2012 AUTOBACS SUPER GT
Rd.2 FUJI GT 500KM RACE 決勝
第2戦 富士 決勝レポート(GT500)
ラルフ、スタートでの作戦裏目に
午前のフリー走行は決勝の確認走行に徹した。ウェットから徐々にドライに変わっていく不安定なコンディションだったが、チームは予定通りメニューを消化した。

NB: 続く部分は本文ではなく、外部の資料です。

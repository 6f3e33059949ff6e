//! Network-related error types

use std::borrow::Cow;

use crate::UserFacingError;
use thiserror::Error;

/// Whether a failed request may be attempted again.
#[derive(Debug, Clone, Copy, PartialEq, Eq)]
pub enum Retryability {
    /// Transient failure; a fresh attempt may succeed.
    Retry,
    /// Permanent failure; surface immediately.
    Abort,
}

impl Retryability {
    /// Classify an HTTP status code.
    ///
    /// 5xx, 408 and 429 are transient. Every other 4xx is permanent.
    #[must_use]
    pub fn from_status(status: u16) -> Self {
        match status {
            408 | 429 => Self::Retry,
            400..=499 => Self::Abort,
            _ => Self::Retry,
        }
    }

    #[must_use]
    pub fn should_retry(self) -> bool {
        matches!(self, Self::Retry)
    }
}

#[derive(Debug, Clone, Error)]
#[cfg_attr(feature = "serde", derive(serde::Serialize, serde::Deserialize))]
#[non_exhaustive]
pub enum NetworkError {
    #[error("connection timeout to {url}")]
    Timeout { url: String },

    #[error("request failed: {0}")]
    RequestFailed(String),

    #[error("connection refused: {0}")]
    ConnectionRefused(String),

    #[error("invalid URL: {0}")]
    InvalidUrl(String),

    #[error("HTTP error {status}: {message}")]
    HttpError { status: u16, message: String },

    #[error("client initialization failed: {0}")]
    ClientInit(String),

    #[error("unexpected response body: {0}")]
    InvalidResponse(String),
}

impl NetworkError {
    /// Retry classification for this failure
    #[must_use]
    pub fn retryability(&self) -> Retryability {
        match self {
            Self::Timeout { .. } | Self::RequestFailed(_) | Self::ConnectionRefused(_) => {
                Retryability::Retry
            }
            Self::HttpError { status, .. } => Retryability::from_status(*status),
            Self::InvalidUrl(_) | Self::ClientInit(_) | Self::InvalidResponse(_) => {
                Retryability::Abort
            }
        }
    }

    /// HTTP status carried by this error, if the server answered at all
    #[must_use]
    pub fn status(&self) -> Option<u16> {
        match self {
            Self::HttpError { status, .. } => Some(*status),
            _ => None,
        }
    }
}

impl UserFacingError for NetworkError {
    fn user_message(&self) -> Cow<'_, str> {
        Cow::Owned(self.to_string())
    }

    fn user_hint(&self) -> Option<&'static str> {
        match self {
            Self::Timeout { .. } | Self::ConnectionRefused(_) | Self::RequestFailed(_) => {
                Some("Check your network connection and retry.")
            }
            Self::InvalidUrl(_) => Some("Check the registry base URL in the configuration."),
            _ => None,
        }
    }

    fn is_retryable(&self) -> bool {
        self.retryability().should_retry()
    }

    fn user_code(&self) -> Option<&'static str> {
        let code = match self {
            Self::Timeout { .. } => "network.timeout",
            Self::RequestFailed(_) => "network.request_failed",
            Self::ConnectionRefused(_) => "network.connection_refused",
            Self::InvalidUrl(_) => "network.invalid_url",
            Self::HttpError { .. } => "network.http_error",
            Self::ClientInit(_) => "network.client_init",
            Self::InvalidResponse(_) => "network.invalid_response",
        };
        Some(code)
    }
}
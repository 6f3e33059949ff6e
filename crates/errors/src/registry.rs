//! Application registry API error types

use std::borrow::Cow;

use crate::network::Retryability;
use crate::UserFacingError;
use thiserror::Error;

#[derive(Debug, Clone, Error)]
#[cfg_attr(feature = "serde", derive(serde::Serialize, serde::Deserialize))]
#[non_exhaustive]
pub enum RegistryError {
    #[error("{operation} returned HTTP {status}: {body}")]
    RequestFailed {
        operation: String,
        status: u16,
        body: String,
    },

    #[error("{operation} response is missing `{field}`")]
    MissingField { operation: String, field: String },

    #[error("{operation} response could not be decoded: {message}")]
    InvalidResponse { operation: String, message: String },
}

impl RegistryError {
    #[must_use]
    pub fn retryability(&self) -> Retryability {
        match self {
            Self::RequestFailed { status, .. } => Retryability::from_status(*status),
            Self::MissingField { .. } | Self::InvalidResponse { .. } => Retryability::Abort,
        }
    }
}

impl UserFacingError for RegistryError {
    fn user_message(&self) -> Cow<'_, str> {
        Cow::Owned(self.to_string())
    }

    fn user_hint(&self) -> Option<&'static str> {
        match self {
            Self::RequestFailed { status: 401 | 403, .. } => {
                Some("The access token was rejected; acquire a new token and retry.")
            }
            Self::RequestFailed { .. } => None,
            Self::MissingField { .. } | Self::InvalidResponse { .. } => {
                Some("The registry returned an unexpected payload; check the API version.")
            }
        }
    }

    fn is_retryable(&self) -> bool {
        self.retryability().should_retry()
    }

    fn user_code(&self) -> Option<&'static str> {
        let code = match self {
            Self::RequestFailed { .. } => "registry.request_failed",
            Self::MissingField { .. } => "registry.missing_field",
            Self::InvalidResponse { .. } => "registry.invalid_response",
        };
        Some(code)
    }
}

スタート・ドライバーはラルフ・ファーマン。500kmのレースは2回のドライバー交代が義務付けられているので、ラルフ-小林-ラルフの順番でレースを戦う作戦を立てた。決勝はスタート直前に雨が降り出したため、セーフティーカースタートとなった。スタート直後に雨が強まり、1周回ったところで1台のマシンがピットインをしてレインタイヤに交換。さらに雨は強まり次の周には殆どのマシンがレインタイヤへ交換する為にピットインしたが、ラルフは賭けに出てドライタイヤのまま走行し続けた。2周目にはセーフティーカーも退き、ラルフはトップで1コーナーへ向かったが、レインタイヤを装着したマシンが続々と迫ってきて、4周目までに最後尾まで順位を落としてしまう。ラルフは雨が止む事を予想して我慢の走行を続けたが、5周目のBコーナーで300クラスのマシンに接触してしまい、マシンにダメージを負って残念なリタイヤとなってしまった。
鈴木亜久里監督のコメント
「非常に残念な結果になっちゃったね。ピットからはレインタイヤに履き替えるように指示を出したんだけど、ラルフはドライで勝負する事を選んだ。しかしこれもレース。マシンのバランスは良いので、次のマレーシアで良い結果を出せるように頑張ります。」
伊与木エンジニアのコメント
「フリー走行からマシンのバランスは良かったので、この結果は非常に残念です。ピットの指示とドライバーの考えのどちらを優先するかを明確にする事が強いチーム作りに必要だと思います。しかし、ドライコンディションでの他のHSV-010のタイヤチョイスとラップタイムを見て、我々のタイヤチョイスと比較すると、我々は間違った選択をしていなかったと思いますし、マシンバランスの良さを考えると今後が楽しみです。」
ラルフ・ファーマン選手のコメント
「スタート直後に雨が強まってきましたが、私はドライタイヤで勝負する選択をしました。しかし、300クラスのマシンに接触してしまい、ダメージを負ってしまいました。マシンを仕上げてくれたチームに申し訳ない気持ちです。次回は挽回したいと思います。」
小林崇志選手のコメント
「予選も決勝も天気に対して読みが外れてしまったのが全てですね。たらればになっちゃいますが、レースが出来ていれば良いポジションで争えたと思いますので、良い流れを作り直して次のセパンにつなげたいです。」